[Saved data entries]
• • • • • • •

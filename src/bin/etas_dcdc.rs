//! ETAS DC/DC converter power charts

use std::path::PathBuf;
use structopt::StructOpt;
use v2l_charts::{config::DcdcConfig, pipelines::dcdc};

#[derive(Debug, StructOpt)]
#[structopt(name = "etas_dcdc", about = "ETAS DC/DC converter power charts")]
struct Opt {
    /// ETAS workbook, one test per sheet
    #[structopt(short, long, parse(from_os_str))]
    input: Option<PathBuf>,
    /// Folder receiving one chart per sheet
    #[structopt(short, long, parse(from_os_str))]
    output: Option<PathBuf>,
}

fn main() -> anyhow::Result<()> {
    env_logger::init();
    let opt = Opt::from_args();

    let mut config = DcdcConfig::default();
    if let Some(arg) = opt.input {
        config = config.with_input(arg);
    }
    if let Some(arg) = opt.output {
        config = config.with_output(arg);
    }

    let report = dcdc::run(&config)?;
    if !report.is_complete() {
        log::warn!("{} item(s) skipped", report.skipped.len());
    }
    Ok(())
}
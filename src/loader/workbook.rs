//! Excel workbooks

use super::{ensure_exists, parse_number, parse_seconds, LoaderError, Result};
use crate::{
    schema::{column_index, SchemaError, SheetSchema},
    table::{Curve, CurveTable, MeasurementTable},
};
use calamine::{open_workbook_auto, Data, Range, Reader, Sheets};
use std::{
    fs::File,
    io::BufReader,
    path::{Path, PathBuf},
};

/// Numeric value of a cell
pub fn cell_number(cell: &Data) -> Option<f64> {
    match cell {
        Data::Float(x) if x.is_finite() => Some(*x),
        Data::Int(x) => Some(*x as f64),
        Data::String(s) => parse_number(s),
        _ => None,
    }
}
/// Time value of a cell in seconds
pub fn cell_seconds(cell: &Data) -> Option<f64> {
    match cell {
        Data::String(s) => parse_seconds(s),
        cell => cell_number(cell),
    }
}

/// An open workbook
///
/// The file handle is released when the workbook is dropped.
pub struct Workbook {
    path: PathBuf,
    sheets: Sheets<BufReader<File>>,
}
impl Workbook {
    pub fn open<P: AsRef<Path>>(path: P) -> Result<Self> {
        let path = path.as_ref();
        ensure_exists(path)?;
        log::info!("Loading {:?}...", path);
        let sheets = open_workbook_auto(path).map_err(|source| LoaderError::Workbook {
            path: path.to_path_buf(),
            source,
        })?;
        Ok(Self {
            path: path.to_path_buf(),
            sheets,
        })
    }
    pub fn path(&self) -> &Path {
        &self.path
    }
    pub fn sheet_names(&self) -> Vec<String> {
        self.sheets.sheet_names()
    }
    /// Returns the cells of the worksheet `name`
    pub fn sheet(&mut self, name: &str) -> Result<Range<Data>> {
        self.sheets
            .worksheet_range(name)
            .map_err(|source| LoaderError::Workbook {
                path: self.path.clone(),
                source,
            })
    }
    /// Returns the name and the cells of the first worksheet
    pub fn first_sheet(&mut self) -> Result<(String, Range<Data>)> {
        let name = self
            .sheet_names()
            .into_iter()
            .next()
            .ok_or_else(|| LoaderError::NoSheet(self.path.clone()))?;
        let range = self.sheet(&name)?;
        Ok((name, range))
    }
}

/// Reads the fields of `schema` from a worksheet
///
/// Rows with a missing or non-numeric value in any field are dropped.
pub fn read_table(range: &Range<Data>, sheet: &str, schema: &SheetSchema) -> Result<MeasurementTable> {
    let schema_error = |source: SchemaError| LoaderError::Schema {
        sheet: sheet.to_string(),
        source,
    };
    let resolved = schema
        .resolve(range.end().map(|(_, column)| column))
        .map_err(schema_error)?;
    let mut table = MeasurementTable::new(schema.names());
    let Some((last_row, _)) = range.end() else {
        return Ok(table);
    };
    let is_time: Vec<bool> = schema
        .fields
        .iter()
        .map(|f| schema.time_field.as_deref() == Some(f.name.as_str()))
        .collect();
    let mut dropped = 0usize;
    for row in resolved.first_row..=last_row {
        let values: Vec<Option<f64>> = resolved
            .columns
            .iter()
            .zip(&is_time)
            .map(|(&column, &time)| {
                range.get_value((row, column)).and_then(|cell| {
                    if time {
                        cell_seconds(cell)
                    } else {
                        cell_number(cell)
                    }
                })
            })
            .collect();
        if !table.push_complete(&values)? {
            dropped += 1;
        }
    }
    log::debug!(
        "{}: {} rows kept, {} incomplete rows dropped",
        sheet,
        table.len(),
        dropped
    );
    Ok(table)
}

/// Reads a table of curves sharing one abscissa
///
/// The first row holds the names, `x_column` the abscissa and every column
/// from `first_curve_column` to the last used one a curve.
/// Rows without an abscissa are dropped, missing curve values are kept as `None`.
pub fn read_curves(
    range: &Range<Data>,
    sheet: &str,
    x_column: &str,
    first_curve_column: &str,
) -> Result<CurveTable> {
    let schema_error = |source: SchemaError| LoaderError::Schema {
        sheet: sheet.to_string(),
        source,
    };
    let (last_row, last_column) = range
        .end()
        .ok_or_else(|| schema_error(SchemaError::EmptySheet))?;
    let x_index = column_index(x_column).map_err(schema_error)?;
    let first_curve = column_index(first_curve_column).map_err(schema_error)?;
    if first_curve > last_column {
        return Err(schema_error(SchemaError::OutOfRange {
            field: "curves".into(),
            column: first_curve_column.into(),
            last: crate::schema::column_letters(last_column),
        }));
    }
    let header = |column: u32| -> String {
        match range.get_value((0, column)) {
            Some(Data::String(s)) if !s.trim().is_empty() => s.trim().to_string(),
            Some(cell) if cell_number(cell).is_some() => cell.to_string(),
            _ => crate::schema::column_letters(column),
        }
    };
    let mut table = CurveTable {
        x_name: header(x_index),
        x: Vec::new(),
        curves: (first_curve..=last_column)
            .map(|column| Curve::new(header(column)))
            .collect(),
    };
    for row in 1..=last_row {
        let Some(x) = range.get_value((row, x_index)).and_then(cell_number) else {
            continue;
        };
        table.x.push(x);
        for (curve, column) in table.curves.iter_mut().zip(first_curve..=last_column) {
            curve
                .values
                .push(range.get_value((row, column)).and_then(cell_number));
        }
    }
    Ok(table)
}
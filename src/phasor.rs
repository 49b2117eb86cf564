//! Power factor, phase angle and harmonic distortion

use crate::table::{MeasurementTable, TableError};

#[derive(thiserror::Error, Debug)]
pub enum PhasorError {
    #[error("apparent power must be positive, found {0}")]
    ApparentPower(f64),
    #[error("active power must be non-negative, found {0}")]
    ActivePower(f64),
    #[error("active power {active} exceeds apparent power {apparent}")]
    Ratio { active: f64, apparent: f64 },
    #[error("no harmonic samples")]
    NoHarmonics,
    #[error(transparent)]
    Table(#[from] TableError),
}
type Result<T> = std::result::Result<T, PhasorError>;

/// Even voltage harmonics orders
pub const EVEN_HARMONICS: [u32; 5] = [2, 4, 6, 8, 10];
/// Odd voltage harmonics orders
pub const ODD_HARMONICS: [u32; 4] = [3, 5, 7, 9];

/// Column name of a voltage harmonic
pub fn harmonic_column(order: u32) -> String {
    format!("MaxU1({})", order)
}

/// Power factor and the angle between voltage and current
#[derive(Debug, Clone, Copy, PartialEq)]
pub struct PowerFactor {
    /// peak active power [W]
    pub active: f64,
    /// peak apparent power [VA]
    pub apparent: f64,
    /// cos θ
    pub cos_theta: f64,
}
impl PowerFactor {
    /// cos θ = P / S, with 0 ≤ P ≤ S and S > 0
    pub fn new(active: f64, apparent: f64) -> Result<Self> {
        if !(apparent > 0.) {
            return Err(PhasorError::ApparentPower(apparent));
        }
        if !(active >= 0.) {
            return Err(PhasorError::ActivePower(active));
        }
        if active > apparent {
            return Err(PhasorError::Ratio { active, apparent });
        }
        Ok(Self {
            active,
            apparent,
            cos_theta: active / apparent,
        })
    }
    /// Builds the power factor from the maxima of two power columns
    pub fn from_table(table: &MeasurementTable, active: &str, apparent: &str) -> Result<Self> {
        let p = table.summary(active)?.max;
        let s = table.summary(apparent)?.max;
        Self::new(p, s)
    }
    /// θ in radians, in [0, π/2]
    pub fn angle_rad(&self) -> f64 {
        self.cos_theta.acos()
    }
    /// θ in degrees
    pub fn angle_deg(&self) -> f64 {
        self.angle_rad().to_degrees()
    }
}

/// Largest value over the union of the even and odd harmonics columns
pub fn total_harmonic_distortion(table: &MeasurementTable) -> Result<f64> {
    let group_max = |orders: &[u32]| -> Result<Option<f64>> {
        orders.iter().try_fold(None, |acc: Option<f64>, &order| {
            let max = table.summary(&harmonic_column(order)).map(|s| s.max);
            match max {
                Ok(max) => Ok(Some(acc.map_or(max, |acc| acc.max(max)))),
                Err(TableError::Empty(_)) => Ok(acc),
                Err(e) => Err(e.into()),
            }
        })
    };
    let even = group_max(&EVEN_HARMONICS)?;
    let odd = group_max(&ODD_HARMONICS)?;
    match (even, odd) {
        (Some(e), Some(o)) => Ok(e.max(o)),
        (Some(x), None) | (None, Some(x)) => Ok(x),
        (None, None) => Err(PhasorError::NoHarmonics),
    }
}

/// The three scalars annotated on the vector diagram
#[derive(Debug, Clone, Copy, PartialEq)]
pub struct PhasorSummary {
    pub power_factor: PowerFactor,
    pub thd: f64,
}
impl PhasorSummary {
    pub fn from_table(table: &MeasurementTable, active: &str, apparent: &str) -> Result<Self> {
        Ok(Self {
            power_factor: PowerFactor::from_table(table, active, apparent)?,
            thd: total_harmonic_distortion(table)?,
        })
    }
    pub fn angle_deg(&self) -> f64 {
        self.power_factor.angle_deg()
    }
}
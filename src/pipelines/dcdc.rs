//! ETAS DC/DC converter power
//!
//! Maximum and mean of the converter current, voltage and power over the
//! steady window, drawn under the whole record.

use crate::{
    batch::{self, BatchReport},
    config::DcdcConfig,
    error::Result,
    loader::workbook::{read_table, Workbook},
    plot::{self, colors, AxisSpec, ChartSpec, Limits, NotesPlacement, Series},
    stats::Summary,
    table::MeasurementTable,
};

/// Statistics of the steady window
#[derive(Debug, Clone, Copy, PartialEq)]
pub struct DcdcStats {
    pub current: Summary,
    pub voltage: Summary,
    pub power: Summary,
}
impl DcdcStats {
    /// Fails if no sample falls in the window
    pub fn new(table: &MeasurementTable, config: &DcdcConfig) -> Result<Self> {
        let steady = table.within("time", config.window)?;
        Ok(Self {
            current: steady.summary("current")?,
            voltage: steady.summary("voltage")?,
            power: steady.summary("power")?,
        })
    }
    pub fn lines(&self) -> Vec<String> {
        vec![
            format!(
                "DCDC_Current (A) (Blue): Max = {:.2}, Average = {:.2}",
                self.current.max, self.current.mean
            ),
            format!(
                "DCDC_Voltage (V) (Green): Max = {:.2}, Average = {:.2}",
                self.voltage.max, self.voltage.mean
            ),
            format!(
                "DCDC_Power (W) (Red): Max = {:.2}, Average = {:.2}",
                self.power.max, self.power.mean
            ),
        ]
    }
}

pub fn chart(table: &MeasurementTable, sheet: &str, stats: &DcdcStats, power_margin: f64) -> Result<ChartSpec> {
    let time = table.column("time")?;
    Ok(ChartSpec::new(format!("Test graph: {}", sheet), (1200, 800))
        .y_axis(AxisSpec::new("Current / Voltage"))
        .secondary_axis(
            AxisSpec::new("Power")
                .label_color(colors::RED)
                .limits(Limits::PeakMargin(power_margin)),
        )
        .series(Series::new("Current (A)", time, table.column("current")?).color(colors::BLUE))
        .series(Series::new("Voltage (V)", time, table.column("voltage")?).color(colors::GREEN))
        .series(
            Series::new("Power", time, table.column("power")?)
                .color(colors::RED)
                .secondary(),
        )
        .notes(stats.lines(), NotesPlacement::Footer))
}

pub fn run(config: &DcdcConfig) -> Result<BatchReport> {
    batch::ensure_input(&config.input)?;
    let mut workbook = Workbook::open(&config.input)?;
    let sheets = workbook.sheet_names();
    let dir = plot::ensure_dir(&config.output)?;
    Ok(BatchReport::run(
        &sheets,
        |sheet| sheet.clone(),
        |sheet| -> Result<()> {
            let range = workbook.sheet(sheet)?;
            let table = read_table(&range, sheet, &config.schema)?;
            let stats = DcdcStats::new(&table, config)?;
            log::info!("{}: {}", sheet, stats.lines().join(" | "));
            plot::render(
                &chart(&table, sheet, &stats, config.power_margin)?,
                dir.join(format!("{}.png", sheet)),
            )?;
            Ok(())
        },
    ))
}

#[cfg(test)]
mod tests {
    use super::*;
    use crate::{stats::TimeWindow, table::TableError};

    fn table() -> MeasurementTable {
        let mut table = MeasurementTable::new(["time", "current", "voltage", "power"]);
        for row in [
            [100., 1., 10., 10.],
            [150., 2., 12., 24.],
            [175., 4., 12., 48.],
            [180., 9., 20., 180.],
        ] {
            table.push_row(&row).unwrap();
        }
        table
    }

    #[test]
    fn window_statistics() {
        let stats = DcdcStats::new(&table(), &DcdcConfig::default()).unwrap();
        assert_eq!(stats.current.max, 4.);
        assert_eq!(stats.current.mean, 3.);
        assert_eq!(stats.power.count, 2);
    }

    #[test]
    fn empty_window_is_skipped() {
        let config = DcdcConfig {
            window: TimeWindow::new(500., 600.),
            ..Default::default()
        };
        assert!(matches!(
            DcdcStats::new(&table(), &config),
            Err(crate::error::Error::Table(TableError::Empty(_)))
        ));
    }

    #[test]
    fn power_axis() {
        let table = table();
        let config = DcdcConfig::default();
        let stats = DcdcStats::new(&table, &config).unwrap();
        let spec = chart(&table, "Sheet1", &stats, config.power_margin).unwrap();
        // power spans 10..180, peak 180
        let (lo, hi) = spec.y_range(plot::Axis::Secondary).unwrap();
        approx::assert_abs_diff_eq!(lo, 10. - 162., epsilon = 1e-9);
        approx::assert_abs_diff_eq!(hi, 180. + 162., epsilon = 1e-9);
    }
}
//! Descriptive statistics

use itertools::{Itertools, MinMaxResult};
use serde::Serialize;

/// Inclusive time range `[start, end]` in seconds
#[derive(Debug, Clone, Copy, PartialEq)]
pub struct TimeWindow {
    pub start: f64,
    pub end: f64,
}
impl TimeWindow {
    pub fn new(start: f64, end: f64) -> Self {
        Self { start, end }
    }
    pub fn contains(&self, time: f64) -> bool {
        self.start <= time && time <= self.end
    }
}

/// Mean, minimum and maximum of a sample set
#[derive(Debug, Clone, Copy, PartialEq, Serialize)]
pub struct Summary {
    pub mean: f64,
    pub min: f64,
    pub max: f64,
    pub count: usize,
}
impl Summary {
    /// Computes the summary, `None` if there are no values
    pub fn from_values(values: &[f64]) -> Option<Self> {
        let (min, max) = match values.iter().copied().minmax_by(f64::total_cmp) {
            MinMaxResult::NoElements => return None,
            MinMaxResult::OneElement(x) => (x, x),
            MinMaxResult::MinMax(min, max) => (min, max),
        };
        let count = values.len();
        let mean = values.iter().sum::<f64>() / count as f64;
        Some(Self {
            mean,
            min,
            max,
            count,
        })
    }
    /// Summary of the present values, missing samples are ignored
    pub fn from_sparse(values: &[Option<f64>]) -> Option<Self> {
        let present: Vec<f64> = values.iter().flatten().copied().collect();
        Self::from_values(&present)
    }
    /// Largest magnitude of the extrema
    pub fn peak(&self) -> f64 {
        self.min.abs().max(self.max.abs())
    }
}
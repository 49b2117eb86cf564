//! ETAS LV, DC/DC and V2L current charts

use std::path::PathBuf;
use structopt::StructOpt;
use v2l_charts::{config::EtasConfig, pipelines::etas};

#[derive(Debug, StructOpt)]
#[structopt(name = "etas_signals", about = "ETAS LV, DC/DC and V2L current charts")]
struct Opt {
    /// ETAS workbook, one test per sheet
    #[structopt(short, long, parse(from_os_str))]
    input: Option<PathBuf>,
    /// Folder receiving one folder per sheet
    #[structopt(short, long, parse(from_os_str))]
    output: Option<PathBuf>,
}

fn main() -> anyhow::Result<()> {
    env_logger::init();
    let opt = Opt::from_args();

    let mut config = EtasConfig::default();
    if let Some(arg) = opt.input {
        config = config.with_input(arg);
    }
    if let Some(arg) = opt.output {
        config = config.with_output(arg);
    }

    let report = etas::run(&config)?;
    if !report.is_complete() {
        log::warn!("{} item(s) skipped", report.skipped.len());
    }
    Ok(())
}
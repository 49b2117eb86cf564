//! Efficiency of the V2L chain
//!
//! The system efficiency is the ratio of the nominal load to the power drawn
//! from the HV battery. The component efficiency removes the parasitic
//! no-load consumption (the calibration offset) from the measured power first.

use serde::Serialize;
use std::collections::BTreeMap;

/// Role of a test in the efficiency chart
#[derive(Debug, Clone, Copy, PartialEq, Eq)]
pub enum TestRole {
    /// point of the efficiency curves
    Curve,
    /// isolated point drawn over the curves
    Overlay,
}

/// A known test: file name pattern, nominal load and calibration offset
#[derive(Debug, Clone, PartialEq)]
pub struct TestRecord {
    /// substring identifying the test in the file name
    pub pattern: String,
    /// chart label
    pub label: String,
    /// nominal load [kW]
    pub nominal_kw: f64,
    /// parasitic consumption subtracted for the component efficiency [kW]
    pub offset_kw: f64,
    pub role: TestRole,
}
impl TestRecord {
    pub fn new<S: Into<String>>(pattern: S, nominal_kw: f64, offset_kw: f64) -> Self {
        let pattern: String = pattern.into();
        let label = pattern.replace("- eff ", "");
        Self {
            pattern,
            label,
            nominal_kw,
            offset_kw,
            role: TestRole::Curve,
        }
    }
    /// Draws the test as an isolated point, labelled `label`
    pub fn overlay<S: Into<String>>(self, label: S) -> Self {
        Self {
            label: label.into(),
            role: TestRole::Overlay,
            ..self
        }
    }
    pub fn is_overlay(&self) -> bool {
        self.role == TestRole::Overlay
    }
}

/// Returns the first test whose pattern is found in `file_name`
///
/// Tests are tried in order, so a pattern that contains another one
/// (e.g. "500W - 20" and "500W") must come first.
pub fn match_test<'a>(tests: &'a [TestRecord], file_name: &str) -> Option<&'a TestRecord> {
    tests.iter().find(|test| file_name.contains(&test.pattern))
}

/// System efficiency [%]
pub fn raw_efficiency(nominal_kw: f64, measured_kw: f64) -> f64 {
    100. * nominal_kw / measured_kw
}

/// Component efficiency [%]
///
/// Returns 0 when the measured power does not exceed the offset.
pub fn corrected_efficiency(nominal_kw: f64, measured_kw: f64, offset_kw: f64) -> f64 {
    let denominator = measured_kw - offset_kw;
    if denominator > 0. {
        100. * nominal_kw / denominator
    } else {
        0.
    }
}

/// Efficiencies of one test
#[derive(Debug, Clone, PartialEq, Serialize)]
pub struct EfficiencyPoint {
    pub test: String,
    pub label: String,
    pub nominal_kw: f64,
    pub mean_kw: f64,
    pub system: f64,
    pub component: f64,
}
impl EfficiencyPoint {
    pub fn new(test: &TestRecord, mean_kw: f64) -> Self {
        Self {
            test: test.pattern.clone(),
            label: test.label.clone(),
            nominal_kw: test.nominal_kw,
            mean_kw,
            system: raw_efficiency(test.nominal_kw, mean_kw),
            component: corrected_efficiency(test.nominal_kw, mean_kw, test.offset_kw),
        }
    }
}

/// System and component efficiency curves, in test order
#[derive(Debug, Clone, Default, PartialEq)]
pub struct EfficiencyCurve {
    pub points: Vec<EfficiencyPoint>,
    pub overlay: Option<EfficiencyPoint>,
}
impl EfficiencyCurve {
    /// Builds the curves from the mean power [kW] measured per test pattern
    ///
    /// Tests without a measurement are left out.
    pub fn build(tests: &[TestRecord], mean_power: &BTreeMap<String, f64>) -> Self {
        let mut curve = Self::default();
        for test in tests {
            let Some(&mean_kw) = mean_power.get(&test.pattern) else {
                continue;
            };
            let point = EfficiencyPoint::new(test, mean_kw);
            log::info!(
                "Test: {} | nominal: {} kW | system: {:.2}% | component: {:.2}%",
                test.pattern,
                test.nominal_kw,
                point.system,
                point.component
            );
            match test.role {
                TestRole::Curve => curve.points.push(point),
                TestRole::Overlay => curve.overlay = Some(point),
            }
        }
        curve
    }
    pub fn is_empty(&self) -> bool {
        self.points.is_empty()
    }
    pub fn labels(&self) -> Vec<String> {
        self.points.iter().map(|p| p.label.clone()).collect()
    }
    pub fn system(&self) -> Vec<f64> {
        self.points.iter().map(|p| p.system).collect()
    }
    pub fn component(&self) -> Vec<f64> {
        self.points.iter().map(|p| p.component).collect()
    }
}

#[cfg(test)]
mod tests {
    use super::*;
    use approx::assert_relative_eq;

    fn tests() -> Vec<TestRecord> {
        vec![
            TestRecord::new("- eff 100W", 0.1, 0.23874 / 0.95),
            TestRecord::new("- eff 500W - 20", 0.5, 0.15857 / 0.95).overlay("500W"),
            TestRecord::new("- eff 500W", 0.5, 0.23877 / 0.95),
            TestRecord::new("- eff 1000W", 1., 0.25),
        ]
    }

    #[test]
    fn corrected_is_zero_below_offset() {
        assert_eq!(corrected_efficiency(1., 0.25, 0.25), 0.);
        assert_eq!(corrected_efficiency(1., 0.1, 0.25), 0.);
        assert_relative_eq!(
            corrected_efficiency(1., 1.0, 0.25),
            100. / 0.75,
            epsilon = 1e-12
        );
    }

    #[test]
    fn raw() {
        assert_relative_eq!(raw_efficiency(1., 1.0), 100.);
        assert_relative_eq!(raw_efficiency(0.5, 0.625), 80.);
    }

    #[test]
    fn longest_pattern_first() {
        let tests = tests();
        let test = match_test(&tests, "2024-10-30 - eff 500W - 20.xlsx").unwrap();
        assert!(test.is_overlay());
        let test = match_test(&tests, "2024-10-30 - eff 500W.xlsx").unwrap();
        assert_eq!(test.label, "500W");
        assert!(!test.is_overlay());
        assert!(match_test(&tests, "3h test.xlsx").is_none());
    }

    #[test]
    fn curve_keeps_test_order() {
        let tests = tests();
        let mean_power: BTreeMap<String, f64> = [
            ("- eff 1000W".to_string(), 1.0),
            ("- eff 500W - 20".to_string(), 0.8),
            ("- eff 100W".to_string(), 0.4),
        ]
        .into_iter()
        .collect();
        let curve = EfficiencyCurve::build(&tests, &mean_power);
        assert_eq!(curve.labels(), vec!["100W", "1000W"]);
        assert_relative_eq!(curve.system()[1], 100.);
        assert_relative_eq!(curve.component()[1], 133.333_333, epsilon = 1e-5);
        let overlay = curve.overlay.unwrap();
        assert_relative_eq!(overlay.system, 62.5);
        assert_relative_eq!(
            overlay.component,
            50. / (0.8 - 0.15857 / 0.95),
            epsilon = 1e-9
        );
    }
}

• • • • • • •

*REQUIRED ACTION*: In the records above, some lines hold the word "Serialize"; copy each such line.

*RESPONSE TO THE EXERCISE*:
use serde::Serialize;
#[derive(Debug, Clone, Copy, PartialEq, Serialize)]
use serde::Serialize;
#[derive(Debug, Clone, PartialEq, Serialize)]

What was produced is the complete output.